┌──
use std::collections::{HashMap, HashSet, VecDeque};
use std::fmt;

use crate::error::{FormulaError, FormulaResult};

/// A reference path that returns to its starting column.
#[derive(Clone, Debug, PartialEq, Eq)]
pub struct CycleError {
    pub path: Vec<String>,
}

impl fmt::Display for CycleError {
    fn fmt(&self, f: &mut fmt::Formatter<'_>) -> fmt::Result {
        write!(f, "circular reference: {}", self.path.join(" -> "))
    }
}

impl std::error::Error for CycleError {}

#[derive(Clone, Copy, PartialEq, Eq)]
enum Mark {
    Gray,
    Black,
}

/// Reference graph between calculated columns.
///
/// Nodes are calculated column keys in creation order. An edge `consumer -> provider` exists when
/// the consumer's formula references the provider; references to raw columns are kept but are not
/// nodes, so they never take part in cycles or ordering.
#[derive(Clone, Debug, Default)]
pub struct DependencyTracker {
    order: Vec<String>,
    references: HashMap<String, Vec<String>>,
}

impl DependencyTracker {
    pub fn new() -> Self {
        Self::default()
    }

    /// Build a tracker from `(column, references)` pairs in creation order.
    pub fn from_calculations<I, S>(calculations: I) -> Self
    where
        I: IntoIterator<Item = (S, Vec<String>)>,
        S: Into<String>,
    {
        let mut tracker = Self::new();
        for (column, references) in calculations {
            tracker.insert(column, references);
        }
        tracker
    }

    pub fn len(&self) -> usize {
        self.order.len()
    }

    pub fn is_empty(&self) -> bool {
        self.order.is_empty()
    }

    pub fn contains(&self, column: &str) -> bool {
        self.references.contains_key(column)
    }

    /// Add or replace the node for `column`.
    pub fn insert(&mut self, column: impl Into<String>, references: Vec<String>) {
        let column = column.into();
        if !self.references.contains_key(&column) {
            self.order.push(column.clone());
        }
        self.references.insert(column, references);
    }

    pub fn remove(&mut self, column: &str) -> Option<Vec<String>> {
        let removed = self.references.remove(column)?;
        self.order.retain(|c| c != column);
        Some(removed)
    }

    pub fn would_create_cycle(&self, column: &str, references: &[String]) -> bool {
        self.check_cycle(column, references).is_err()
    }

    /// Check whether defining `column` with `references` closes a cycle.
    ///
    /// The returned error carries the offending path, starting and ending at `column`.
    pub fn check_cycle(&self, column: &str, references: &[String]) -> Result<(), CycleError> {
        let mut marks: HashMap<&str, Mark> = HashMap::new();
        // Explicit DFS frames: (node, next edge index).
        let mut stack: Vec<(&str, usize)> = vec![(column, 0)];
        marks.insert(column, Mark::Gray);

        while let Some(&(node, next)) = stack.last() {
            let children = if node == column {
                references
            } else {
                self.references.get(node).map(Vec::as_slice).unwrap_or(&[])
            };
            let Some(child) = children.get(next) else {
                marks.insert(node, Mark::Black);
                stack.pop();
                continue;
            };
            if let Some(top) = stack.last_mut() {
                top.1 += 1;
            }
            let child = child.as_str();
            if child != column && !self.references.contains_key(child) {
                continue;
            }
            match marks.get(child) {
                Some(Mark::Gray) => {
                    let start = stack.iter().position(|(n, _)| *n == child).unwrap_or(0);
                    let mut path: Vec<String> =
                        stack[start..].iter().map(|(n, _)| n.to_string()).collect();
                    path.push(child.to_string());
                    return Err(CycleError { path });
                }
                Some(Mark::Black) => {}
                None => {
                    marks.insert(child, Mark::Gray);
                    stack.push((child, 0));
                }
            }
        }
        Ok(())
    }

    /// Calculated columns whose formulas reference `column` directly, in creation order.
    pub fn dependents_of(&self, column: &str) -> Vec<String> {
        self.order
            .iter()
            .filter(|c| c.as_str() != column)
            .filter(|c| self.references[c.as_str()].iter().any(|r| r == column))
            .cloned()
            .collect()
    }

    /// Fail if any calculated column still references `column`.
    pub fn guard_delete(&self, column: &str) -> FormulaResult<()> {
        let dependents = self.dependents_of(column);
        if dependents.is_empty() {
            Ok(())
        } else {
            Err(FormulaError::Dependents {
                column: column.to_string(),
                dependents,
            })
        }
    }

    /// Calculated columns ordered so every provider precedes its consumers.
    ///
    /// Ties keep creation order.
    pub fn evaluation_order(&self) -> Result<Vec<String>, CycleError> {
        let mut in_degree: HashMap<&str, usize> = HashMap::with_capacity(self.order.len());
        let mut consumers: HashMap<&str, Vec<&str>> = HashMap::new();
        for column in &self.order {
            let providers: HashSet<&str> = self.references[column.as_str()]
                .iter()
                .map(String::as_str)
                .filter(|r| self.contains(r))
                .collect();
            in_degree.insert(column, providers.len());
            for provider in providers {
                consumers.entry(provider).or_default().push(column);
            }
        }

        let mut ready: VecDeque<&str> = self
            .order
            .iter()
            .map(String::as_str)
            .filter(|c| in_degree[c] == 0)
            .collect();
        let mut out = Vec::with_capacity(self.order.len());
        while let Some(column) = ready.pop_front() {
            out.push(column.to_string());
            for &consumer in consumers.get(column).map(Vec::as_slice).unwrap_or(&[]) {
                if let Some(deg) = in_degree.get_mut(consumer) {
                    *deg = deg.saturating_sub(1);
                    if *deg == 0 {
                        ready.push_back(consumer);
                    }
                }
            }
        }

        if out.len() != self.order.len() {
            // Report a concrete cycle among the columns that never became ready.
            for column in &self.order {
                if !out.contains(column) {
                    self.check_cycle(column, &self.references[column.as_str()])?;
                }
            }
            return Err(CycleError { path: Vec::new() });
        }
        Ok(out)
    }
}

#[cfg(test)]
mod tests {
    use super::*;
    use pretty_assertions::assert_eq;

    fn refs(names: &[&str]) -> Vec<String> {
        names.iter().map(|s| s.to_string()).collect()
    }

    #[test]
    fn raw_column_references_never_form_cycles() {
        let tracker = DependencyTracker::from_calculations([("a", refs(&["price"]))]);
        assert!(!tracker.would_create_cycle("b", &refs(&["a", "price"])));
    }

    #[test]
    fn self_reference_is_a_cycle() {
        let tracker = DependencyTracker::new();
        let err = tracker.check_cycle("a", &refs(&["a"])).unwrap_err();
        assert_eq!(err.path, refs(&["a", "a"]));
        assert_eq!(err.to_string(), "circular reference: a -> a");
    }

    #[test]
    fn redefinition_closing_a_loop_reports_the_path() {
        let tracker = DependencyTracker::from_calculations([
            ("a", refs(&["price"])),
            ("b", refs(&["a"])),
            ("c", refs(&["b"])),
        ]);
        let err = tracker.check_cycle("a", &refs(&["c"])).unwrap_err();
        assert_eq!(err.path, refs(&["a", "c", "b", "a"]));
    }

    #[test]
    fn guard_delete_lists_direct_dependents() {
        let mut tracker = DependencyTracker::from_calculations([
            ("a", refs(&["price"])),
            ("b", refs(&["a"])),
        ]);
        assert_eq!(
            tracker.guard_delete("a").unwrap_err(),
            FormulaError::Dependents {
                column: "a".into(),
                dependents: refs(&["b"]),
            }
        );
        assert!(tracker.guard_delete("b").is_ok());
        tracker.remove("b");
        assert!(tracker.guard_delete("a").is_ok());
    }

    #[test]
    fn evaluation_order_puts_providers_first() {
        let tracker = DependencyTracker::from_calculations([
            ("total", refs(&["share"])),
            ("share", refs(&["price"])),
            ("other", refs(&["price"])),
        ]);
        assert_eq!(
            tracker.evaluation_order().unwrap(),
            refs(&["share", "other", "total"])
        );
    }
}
└──
┌──
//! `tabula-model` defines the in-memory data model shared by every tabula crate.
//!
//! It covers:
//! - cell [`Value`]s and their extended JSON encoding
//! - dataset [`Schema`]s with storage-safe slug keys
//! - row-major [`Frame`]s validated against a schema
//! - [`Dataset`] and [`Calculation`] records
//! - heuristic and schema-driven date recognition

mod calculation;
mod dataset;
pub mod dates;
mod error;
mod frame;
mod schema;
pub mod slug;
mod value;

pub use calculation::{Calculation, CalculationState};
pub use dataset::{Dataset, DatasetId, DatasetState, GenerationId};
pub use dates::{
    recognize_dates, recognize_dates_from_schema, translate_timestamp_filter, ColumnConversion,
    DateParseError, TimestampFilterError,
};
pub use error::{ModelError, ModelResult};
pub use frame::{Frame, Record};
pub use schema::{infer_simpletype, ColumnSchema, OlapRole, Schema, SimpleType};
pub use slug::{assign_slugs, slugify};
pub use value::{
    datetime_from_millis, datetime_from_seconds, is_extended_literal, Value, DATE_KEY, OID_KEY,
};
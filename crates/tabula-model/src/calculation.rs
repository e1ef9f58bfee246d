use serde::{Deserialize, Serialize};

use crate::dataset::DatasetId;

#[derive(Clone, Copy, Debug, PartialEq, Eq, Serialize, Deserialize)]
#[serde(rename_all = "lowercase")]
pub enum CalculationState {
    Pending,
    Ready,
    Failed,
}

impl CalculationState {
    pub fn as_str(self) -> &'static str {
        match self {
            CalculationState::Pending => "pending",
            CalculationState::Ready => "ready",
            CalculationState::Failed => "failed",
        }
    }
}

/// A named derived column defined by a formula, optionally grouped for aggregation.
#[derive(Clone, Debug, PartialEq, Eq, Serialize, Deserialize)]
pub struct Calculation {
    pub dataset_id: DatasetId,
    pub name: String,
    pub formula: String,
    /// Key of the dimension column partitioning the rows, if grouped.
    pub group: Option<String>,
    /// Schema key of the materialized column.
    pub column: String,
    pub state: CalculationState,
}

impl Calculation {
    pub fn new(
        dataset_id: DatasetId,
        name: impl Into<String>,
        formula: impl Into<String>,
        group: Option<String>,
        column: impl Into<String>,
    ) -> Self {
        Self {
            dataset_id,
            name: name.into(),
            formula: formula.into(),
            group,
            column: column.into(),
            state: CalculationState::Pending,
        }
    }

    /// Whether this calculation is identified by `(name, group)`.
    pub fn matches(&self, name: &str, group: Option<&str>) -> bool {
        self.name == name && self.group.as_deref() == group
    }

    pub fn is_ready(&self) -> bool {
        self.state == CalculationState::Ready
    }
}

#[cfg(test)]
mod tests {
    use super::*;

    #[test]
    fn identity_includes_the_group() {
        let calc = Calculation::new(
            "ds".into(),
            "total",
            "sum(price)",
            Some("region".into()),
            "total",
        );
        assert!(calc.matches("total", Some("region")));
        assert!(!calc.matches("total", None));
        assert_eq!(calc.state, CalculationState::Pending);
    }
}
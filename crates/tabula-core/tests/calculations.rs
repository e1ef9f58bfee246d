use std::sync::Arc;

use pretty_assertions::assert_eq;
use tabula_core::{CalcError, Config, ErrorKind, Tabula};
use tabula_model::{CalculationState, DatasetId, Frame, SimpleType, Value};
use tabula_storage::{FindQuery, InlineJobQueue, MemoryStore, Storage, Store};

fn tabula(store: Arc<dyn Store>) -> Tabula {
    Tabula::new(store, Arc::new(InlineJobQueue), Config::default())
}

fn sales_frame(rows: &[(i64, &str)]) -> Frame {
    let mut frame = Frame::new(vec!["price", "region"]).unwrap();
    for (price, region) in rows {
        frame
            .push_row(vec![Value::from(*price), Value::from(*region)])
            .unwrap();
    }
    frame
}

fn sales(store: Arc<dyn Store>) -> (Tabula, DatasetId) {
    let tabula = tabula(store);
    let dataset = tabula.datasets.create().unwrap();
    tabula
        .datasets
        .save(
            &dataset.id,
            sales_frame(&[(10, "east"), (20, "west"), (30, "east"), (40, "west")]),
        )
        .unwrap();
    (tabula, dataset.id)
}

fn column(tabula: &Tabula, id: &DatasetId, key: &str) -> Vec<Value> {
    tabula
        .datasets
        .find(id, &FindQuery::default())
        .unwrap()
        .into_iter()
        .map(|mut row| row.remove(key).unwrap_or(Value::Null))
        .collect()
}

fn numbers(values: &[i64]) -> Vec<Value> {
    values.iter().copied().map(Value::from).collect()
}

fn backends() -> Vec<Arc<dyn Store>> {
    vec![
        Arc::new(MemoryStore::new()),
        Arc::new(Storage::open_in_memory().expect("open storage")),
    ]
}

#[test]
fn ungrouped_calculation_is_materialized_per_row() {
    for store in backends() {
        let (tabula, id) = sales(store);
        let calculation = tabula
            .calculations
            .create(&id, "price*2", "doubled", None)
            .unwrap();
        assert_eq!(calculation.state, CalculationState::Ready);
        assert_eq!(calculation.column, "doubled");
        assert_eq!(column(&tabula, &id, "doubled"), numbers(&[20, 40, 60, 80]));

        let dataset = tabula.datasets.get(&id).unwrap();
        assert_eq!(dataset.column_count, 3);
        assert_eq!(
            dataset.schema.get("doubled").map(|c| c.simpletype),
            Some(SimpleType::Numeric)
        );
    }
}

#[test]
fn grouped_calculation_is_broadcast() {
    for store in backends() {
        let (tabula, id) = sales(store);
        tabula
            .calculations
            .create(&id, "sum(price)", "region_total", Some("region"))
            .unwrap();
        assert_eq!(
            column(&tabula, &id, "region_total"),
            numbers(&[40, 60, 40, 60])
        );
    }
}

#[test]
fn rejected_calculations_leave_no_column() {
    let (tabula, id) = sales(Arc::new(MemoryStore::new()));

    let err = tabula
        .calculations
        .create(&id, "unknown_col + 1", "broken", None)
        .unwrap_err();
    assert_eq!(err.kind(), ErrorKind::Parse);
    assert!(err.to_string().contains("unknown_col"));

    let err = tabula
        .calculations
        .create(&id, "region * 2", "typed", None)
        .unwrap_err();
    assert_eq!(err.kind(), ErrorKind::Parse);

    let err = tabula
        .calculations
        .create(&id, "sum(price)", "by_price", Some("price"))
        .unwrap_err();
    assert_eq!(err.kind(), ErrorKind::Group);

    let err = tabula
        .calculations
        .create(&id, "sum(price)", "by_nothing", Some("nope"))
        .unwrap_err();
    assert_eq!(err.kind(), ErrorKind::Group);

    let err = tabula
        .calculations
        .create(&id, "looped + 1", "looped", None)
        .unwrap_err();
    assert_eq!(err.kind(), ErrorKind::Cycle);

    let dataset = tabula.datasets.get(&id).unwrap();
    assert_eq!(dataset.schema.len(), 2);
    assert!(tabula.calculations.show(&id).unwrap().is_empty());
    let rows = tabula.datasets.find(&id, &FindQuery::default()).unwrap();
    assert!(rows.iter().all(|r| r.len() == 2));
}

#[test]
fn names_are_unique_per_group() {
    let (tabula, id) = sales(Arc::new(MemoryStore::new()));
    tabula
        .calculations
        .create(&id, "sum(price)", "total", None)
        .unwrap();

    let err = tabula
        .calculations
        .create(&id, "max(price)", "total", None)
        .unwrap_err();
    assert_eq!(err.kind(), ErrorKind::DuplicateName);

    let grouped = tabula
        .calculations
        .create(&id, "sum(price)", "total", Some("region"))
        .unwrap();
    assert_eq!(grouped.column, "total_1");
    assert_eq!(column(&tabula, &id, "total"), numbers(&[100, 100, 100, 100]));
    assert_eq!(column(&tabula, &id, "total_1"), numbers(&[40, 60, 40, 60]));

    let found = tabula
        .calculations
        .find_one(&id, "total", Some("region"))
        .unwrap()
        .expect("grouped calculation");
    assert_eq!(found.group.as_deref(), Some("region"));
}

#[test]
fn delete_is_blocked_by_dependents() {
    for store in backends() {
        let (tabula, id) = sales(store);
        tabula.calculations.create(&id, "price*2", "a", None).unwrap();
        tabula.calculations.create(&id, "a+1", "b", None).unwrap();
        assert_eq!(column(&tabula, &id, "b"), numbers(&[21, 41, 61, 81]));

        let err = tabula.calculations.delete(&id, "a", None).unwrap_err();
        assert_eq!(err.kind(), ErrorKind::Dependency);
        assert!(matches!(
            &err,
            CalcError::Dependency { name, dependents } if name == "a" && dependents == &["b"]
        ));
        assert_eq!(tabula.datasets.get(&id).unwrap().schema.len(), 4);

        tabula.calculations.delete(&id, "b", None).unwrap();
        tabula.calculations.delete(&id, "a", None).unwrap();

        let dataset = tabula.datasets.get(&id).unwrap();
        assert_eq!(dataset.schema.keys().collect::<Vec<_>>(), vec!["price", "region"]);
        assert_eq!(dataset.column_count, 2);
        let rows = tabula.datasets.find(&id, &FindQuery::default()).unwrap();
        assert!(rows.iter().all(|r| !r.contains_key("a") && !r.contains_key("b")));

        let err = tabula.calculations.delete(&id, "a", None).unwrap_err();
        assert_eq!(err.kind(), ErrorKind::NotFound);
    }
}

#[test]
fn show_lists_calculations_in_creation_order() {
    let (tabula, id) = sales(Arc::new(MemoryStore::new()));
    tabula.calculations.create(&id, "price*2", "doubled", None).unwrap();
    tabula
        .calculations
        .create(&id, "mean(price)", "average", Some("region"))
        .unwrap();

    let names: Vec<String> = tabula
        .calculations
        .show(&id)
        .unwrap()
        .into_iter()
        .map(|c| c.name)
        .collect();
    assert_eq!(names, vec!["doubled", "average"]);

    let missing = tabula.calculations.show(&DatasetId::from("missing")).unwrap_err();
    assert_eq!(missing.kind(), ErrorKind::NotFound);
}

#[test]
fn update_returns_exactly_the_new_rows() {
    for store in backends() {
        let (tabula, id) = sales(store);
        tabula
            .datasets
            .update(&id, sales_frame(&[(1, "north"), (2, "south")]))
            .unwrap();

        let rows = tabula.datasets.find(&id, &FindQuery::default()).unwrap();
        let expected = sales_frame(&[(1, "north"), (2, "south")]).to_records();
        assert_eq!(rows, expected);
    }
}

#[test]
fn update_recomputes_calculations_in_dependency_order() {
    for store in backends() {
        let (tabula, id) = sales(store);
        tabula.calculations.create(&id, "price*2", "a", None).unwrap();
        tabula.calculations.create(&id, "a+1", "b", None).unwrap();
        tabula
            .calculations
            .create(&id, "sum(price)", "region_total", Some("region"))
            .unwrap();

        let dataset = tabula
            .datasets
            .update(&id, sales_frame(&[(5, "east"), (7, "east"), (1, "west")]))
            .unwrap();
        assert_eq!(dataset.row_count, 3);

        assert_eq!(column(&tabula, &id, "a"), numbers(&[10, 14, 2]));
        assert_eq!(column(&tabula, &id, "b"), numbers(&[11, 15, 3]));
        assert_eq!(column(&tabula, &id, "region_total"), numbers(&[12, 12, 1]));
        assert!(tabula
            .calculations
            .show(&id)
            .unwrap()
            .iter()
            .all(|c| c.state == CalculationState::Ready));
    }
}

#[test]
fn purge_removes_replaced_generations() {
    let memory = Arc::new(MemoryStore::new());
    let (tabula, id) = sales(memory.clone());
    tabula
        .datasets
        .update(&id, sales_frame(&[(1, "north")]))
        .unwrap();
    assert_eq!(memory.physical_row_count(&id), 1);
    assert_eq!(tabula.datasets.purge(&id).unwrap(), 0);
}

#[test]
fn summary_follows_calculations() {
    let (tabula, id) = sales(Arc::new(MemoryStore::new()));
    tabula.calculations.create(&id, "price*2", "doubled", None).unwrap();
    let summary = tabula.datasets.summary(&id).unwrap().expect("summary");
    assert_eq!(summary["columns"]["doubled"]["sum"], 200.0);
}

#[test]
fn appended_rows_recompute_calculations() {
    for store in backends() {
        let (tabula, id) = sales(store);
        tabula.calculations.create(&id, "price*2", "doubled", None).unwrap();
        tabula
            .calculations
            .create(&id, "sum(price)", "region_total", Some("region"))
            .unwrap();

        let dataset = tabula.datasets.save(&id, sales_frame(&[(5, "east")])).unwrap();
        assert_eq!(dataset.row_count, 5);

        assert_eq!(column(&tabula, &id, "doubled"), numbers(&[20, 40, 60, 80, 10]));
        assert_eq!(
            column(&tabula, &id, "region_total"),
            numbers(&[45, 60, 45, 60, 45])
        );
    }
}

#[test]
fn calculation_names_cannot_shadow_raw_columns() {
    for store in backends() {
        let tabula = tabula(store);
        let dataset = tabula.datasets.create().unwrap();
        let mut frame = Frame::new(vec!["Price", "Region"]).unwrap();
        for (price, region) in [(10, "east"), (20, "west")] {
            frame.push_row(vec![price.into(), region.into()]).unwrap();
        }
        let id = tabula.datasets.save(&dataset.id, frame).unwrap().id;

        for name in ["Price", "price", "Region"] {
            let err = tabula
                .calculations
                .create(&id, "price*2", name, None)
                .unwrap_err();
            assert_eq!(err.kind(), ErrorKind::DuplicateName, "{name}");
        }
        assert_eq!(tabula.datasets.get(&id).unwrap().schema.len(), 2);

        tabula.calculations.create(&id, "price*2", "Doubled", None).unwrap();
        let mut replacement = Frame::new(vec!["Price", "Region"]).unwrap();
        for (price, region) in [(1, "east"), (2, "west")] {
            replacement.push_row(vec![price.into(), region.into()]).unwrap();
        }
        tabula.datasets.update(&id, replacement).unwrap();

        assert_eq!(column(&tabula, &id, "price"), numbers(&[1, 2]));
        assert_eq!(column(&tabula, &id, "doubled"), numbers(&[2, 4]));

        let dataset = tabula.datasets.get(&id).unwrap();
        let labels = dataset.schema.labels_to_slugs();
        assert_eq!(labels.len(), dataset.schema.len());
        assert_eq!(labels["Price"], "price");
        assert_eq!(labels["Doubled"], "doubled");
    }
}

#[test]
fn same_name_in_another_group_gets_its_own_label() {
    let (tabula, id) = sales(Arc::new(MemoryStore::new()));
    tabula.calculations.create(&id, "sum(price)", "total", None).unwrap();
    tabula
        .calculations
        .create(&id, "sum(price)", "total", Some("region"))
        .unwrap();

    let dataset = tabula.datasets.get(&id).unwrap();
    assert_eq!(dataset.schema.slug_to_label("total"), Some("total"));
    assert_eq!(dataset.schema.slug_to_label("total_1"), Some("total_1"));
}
└──
◆ Work instructions ◆
Search the listing above for the string "CalcError" and return each line it appears on.

◆ Answer area ◆
use tabula_core::{CalcError, Config, ErrorKind, Tabula};
            CalcError::Dependency { name, dependents } if name == "a" && dependents == &["b"]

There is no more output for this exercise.